What I find disturbing is that the same corporations that control our food also own many divisions of medicine and medicine services. Grouped together, to me, this translates into a motivation to discover how to create food that "legally" make us ill without killing us, so that they can provide the medicine too and create more trade and custom.

Strangely, these corporations do not seem to create ways for us to be able to spend more on their products and services? Also how do these people in these corporations manage to isolate themselves from the cycle of "nutrition to bad health to medicine" they may create?
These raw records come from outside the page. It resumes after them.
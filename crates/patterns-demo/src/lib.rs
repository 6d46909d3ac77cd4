//! patterns-demo library entry point.
//!
//! Each function runs one pattern demonstration and returns what it produced,
//! so the binary in `main.rs` can print the results and the integration tests
//! in `tests/` can check them.

use std::thread;

use patterns_core::{
    HtmlReportBuilder, Order, Product, Report, ReportDirector, SettingsError, SettingsStore,
    TextReportBuilder,
};
use thiserror::Error;
use tracing::{debug, info};

/// Key written by the singleton demo before the reader threads start.
pub const DEMO_KEY: &str = "username";
/// Value stored under [`DEMO_KEY`].
pub const DEMO_VALUE: &str = "user1";
/// Number of concurrent reader threads in the singleton demo.
pub const READER_THREADS: usize = 2;

/// Error type for the demo scenarios.
#[derive(Debug, Error)]
pub enum DemoError {
    /// A settings lookup or file operation failed.
    #[error(transparent)]
    Settings(#[from] SettingsError),

    /// A reader thread panicked before returning its result.
    #[error("reader thread {0} panicked")]
    ReaderPanicked(usize),
}

/// Sets [`DEMO_KEY`] on `store`, then reads it back from [`READER_THREADS`]
/// threads at once.
///
/// Returns the value each reader observed, in thread index order.
///
/// # Errors
///
/// Returns [`DemoError::Settings`] if a reader cannot find the key, or
/// [`DemoError::ReaderPanicked`] if a reader thread dies.
pub fn run_singleton_demo(store: &'static SettingsStore) -> Result<Vec<String>, DemoError> {
    store.set(DEMO_KEY, DEMO_VALUE);
    info!(key = DEMO_KEY, value = DEMO_VALUE, "setting stored");

    let handles: Vec<_> = (0..READER_THREADS)
        .map(|index| {
            thread::spawn(move || {
                let value = store.get(DEMO_KEY);
                debug!(reader = index, ?value, "reader finished");
                value
            })
        })
        .collect();

    let mut observed = Vec::with_capacity(READER_THREADS);
    for (index, handle) in handles.into_iter().enumerate() {
        let value = handle
            .join()
            .map_err(|_| DemoError::ReaderPanicked(index))??;
        observed.push(value);
    }
    Ok(observed)
}

/// Builds the standard report once as plain text and once as HTML.
pub fn run_builder_demo() -> (Report, Report) {
    let director = ReportDirector::new();
    let text = director.construct(&mut TextReportBuilder::new());
    let html = director.construct(&mut HtmlReportBuilder::new());
    (text, html)
}

/// Builds an order with two products and returns it together with its clone.
pub fn run_prototype_demo() -> (Order, Order) {
    let laptop = Product::new("Laptop", 1200.0);
    let smartphone = Product::new("Smartphone", 800.0);

    let mut original = Order::new(50.0, 10.0, "Credit Card");
    original.add_product(&laptop);
    original.add_product(&smartphone);

    let cloned = original.clone();
    (original, cloned)
}
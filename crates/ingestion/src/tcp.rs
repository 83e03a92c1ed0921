//! TCP transport for the chat protocol

use contracts::{ChatTransport, ContractError};
use tokio::io::{AsyncBufReadExt, AsyncWriteExt, BufReader};
use tokio::net::tcp::{OwnedReadHalf, OwnedWriteHalf};
use tokio::net::TcpStream;
use tracing::{debug, instrument};

/// Line-oriented transport over a TCP connection
pub struct TcpTransport {
    reader: BufReader<OwnedReadHalf>,
    writer: OwnedWriteHalf,
}

impl TcpTransport {
    /// Connect to the chat server
    ///
    /// # Errors
    /// Returns a connection error when the dial fails.
    #[instrument(name = "tcp_transport_connect")]
    pub async fn connect(host: &str, port: u16) -> Result<Self, ContractError> {
        let stream = TcpStream::connect((host, port)).await.map_err(|e| {
            ContractError::chat_connection(format!("failed to dial {host}:{port}: {e}"))
        })?;
        debug!(host, port, "Connected to chat server");

        let (read_half, write_half) = stream.into_split();
        Ok(Self {
            reader: BufReader::new(read_half),
            writer: write_half,
        })
    }
}

impl ChatTransport for TcpTransport {
    async fn read_line(&mut self) -> Result<Option<String>, ContractError> {
        let mut line = String::new();
        let n = self
            .reader
            .read_line(&mut line)
            .await
            .map_err(|e| ContractError::chat_stream(format!("read failed: {e}")))?;

        if n == 0 {
            return Ok(None);
        }
        while line.ends_with('\n') || line.ends_with('\r') {
            line.pop();
        }
        Ok(Some(line))
    }

    async fn write_line(&mut self, line: &str) -> Result<(), ContractError> {
        self.writer
            .write_all(format!("{line}\r\n").as_bytes())
            .await
            .map_err(|e| ContractError::chat_stream(format!("write failed: {e}")))
    }
}

#[cfg(test)]
mod tests {
    use super::*;
    use tokio::io::AsyncReadExt;
    use tokio::net::TcpListener;

    #[tokio::test]
    async fn tcp_transport_reads_and_writes_lines() {
        let listener = TcpListener::bind("127.0.0.1:0").await.unwrap();
        let addr = listener.local_addr().unwrap();

        let server = tokio::spawn(async move {
            let (mut socket, _) = listener.accept().await.unwrap();
            socket.write_all(b"PING :tmi.twitch.tv\r\n").await.unwrap();

            let mut buf = vec![0u8; 64];
            let n = socket.read(&mut buf).await.unwrap();
            String::from_utf8_lossy(&buf[..n]).to_string()
        });

        let mut transport = TcpTransport::connect("127.0.0.1", addr.port()).await.unwrap();
        let line = transport.read_line().await.unwrap();
        assert_eq!(line.as_deref(), Some("PING :tmi.twitch.tv"));

        transport.write_line("PONG :tmi.twitch.tv").await.unwrap();
        let received = server.await.unwrap();
        assert_eq!(received, "PONG :tmi.twitch.tv\r\n");
    }

    #[tokio::test]
    async fn connect_to_closed_port_fails() {
        // Bind and immediately drop to get a (very likely) closed port
        let listener = TcpListener::bind("127.0.0.1:0").await.unwrap();
        let addr = listener.local_addr().unwrap();
        drop(listener);

        let result = TcpTransport::connect("127.0.0.1", addr.port()).await;
        assert!(matches!(
            result,
            Err(ContractError::ChatConnection { .. })
        ));
    }
}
So to attempt to unravel the confusion of all this, the Picnic Section of the Bards In The Wood site pages will develop to inform and guide towards better, local and more community food, nutrition and medicine.

Not only is this to encourage healthier living on a nutrition level but healthier living from not being corporation owned and run.



Please contribute information and ideas to encourge, support
and build this Picnic project if and when you can.

In the winter, November, December, January, February,
this would be indoor picnics for Bards By The Hearth
while the rest of the year outdoor picnics for Bards In The Woods.

Meanwhile, enjoy your abundant Lughnasadh
while considering how to support your local safe food.